Don’t get too jealous, if you could see the state in which I live and that I no longer have a dining room because I sacrificed it to use as my photography and video “studio” (a term I use loosely because it’s about as un-pro as a studio can be), and the frustration at times of making the same recipe over and over again in order to make it good enough to share on my blog, not to mention taking photos and filming the recipe video…..
Oi. Plenty of recipe failures over here that never make it to the publishing table.
VERY happy that this wasn’t one of them!!!
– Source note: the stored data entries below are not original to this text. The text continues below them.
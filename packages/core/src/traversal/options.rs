//! Retrieval decorations

use std::fmt;
use std::sync::Arc;

use crate::mapper::DropLevel;
use crate::value::Value;

/// Caller-supplied transform applied to a found value
///
/// Failures never reach the caller: an `Err`, a panic or a null result turns
/// the retrieval into `Missing(TransformFailed)`.
pub type Transform = Arc<dyn Fn(Value) -> anyhow::Result<Value> + Send + Sync>;

/// Caller-supplied condition a found value must satisfy
pub type Predicate = Arc<dyn Fn(&Value) -> bool + Send + Sync>;

/// Optional decorations for a single retrieval
///
/// Applied in order: `flatten`, `only_if`, the `apply` chain, then at the
/// boundary `strict`, `drop_level` and `default`.
#[derive(Clone, Default)]
pub struct GetOptions {
    /// Transforms applied in order to a found value
    pub apply: Vec<Transform>,
    /// Keep the value only when this returns true
    pub only_if: Option<Predicate>,
    /// How far a missing result nulls out the mapper output
    pub drop_level: DropLevel,
    /// Flatten a sequence of sequences by one level
    pub flatten: bool,
    /// Value returned for missing results (null when unset)
    pub default: Option<Value>,
    /// Turn a missing result into [`GetError::Strict`](crate::error::GetError::Strict)
    pub strict: bool,
}

impl GetOptions {
    /// No decorations
    #[inline]
    #[must_use]
    pub fn new() -> Self {
        Self::default()
    }

    /// Append an infallible transform
    #[must_use]
    pub fn apply<F>(mut self, f: F) -> Self
    where
        F: Fn(Value) -> Value + Send + Sync + 'static,
    {
        self.apply.push(Arc::new(move |value| Ok(f(value))));
        self
    }

    /// Append a fallible transform
    #[must_use]
    pub fn try_apply<F>(mut self, f: F) -> Self
    where
        F: Fn(Value) -> anyhow::Result<Value> + Send + Sync + 'static,
    {
        self.apply.push(Arc::new(f));
        self
    }

    /// Append an already shared transform
    #[must_use]
    pub fn with_transform(mut self, transform: Transform) -> Self {
        self.apply.push(transform);
        self
    }

    #[must_use]
    pub fn only_if<P>(mut self, predicate: P) -> Self
    where
        P: Fn(&Value) -> bool + Send + Sync + 'static,
    {
        self.only_if = Some(Arc::new(predicate));
        self
    }

    #[must_use]
    pub fn drop_level(mut self, level: DropLevel) -> Self {
        self.drop_level = level;
        self
    }

    #[must_use]
    pub fn flatten(mut self, flatten: bool) -> Self {
        self.flatten = flatten;
        self
    }

    #[must_use]
    pub fn default_value(mut self, default: impl Into<Value>) -> Self {
        self.default = Some(default.into());
        self
    }

    #[must_use]
    pub fn strict(mut self, strict: bool) -> Self {
        self.strict = strict;
        self
    }
}

impl fmt::Debug for GetOptions {
    fn fmt(&self, f: &mut fmt::Formatter<'_>) -> fmt::Result {
        f.debug_struct("GetOptions")
            .field("apply", &self.apply.len())
            .field("only_if", &self.only_if.is_some())
            .field("drop_level", &self.drop_level)
            .field("flatten", &self.flatten)
            .field("default", &self.default)
            .field("strict", &self.strict)
            .finish()
    }
}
I think you’ll find that this mango cheesecake recipe has a wee bit more mango in it than others. Because I was determined that it be appropriately mangoey, rather than just a yellow cheesecake with a mango fragrance.
This is made almost entirely in a food processor. I’d like to say in one go, but no. Biscuit base blitzed first, then the mangoes, then throw the other filling ingredients in, blitz and pour.
Because this is a NO BAKE Mango Cheesecake, it’s made with gelatin to set the filling. I use powdered gelatin because it’s readily available at supermarkets (baking aisle) – as opposed to gelatine sheets. Also the setting strength of gelatin powder in different countries is very similar, whereas I’ve seen inconsistencies with gelatin sheets.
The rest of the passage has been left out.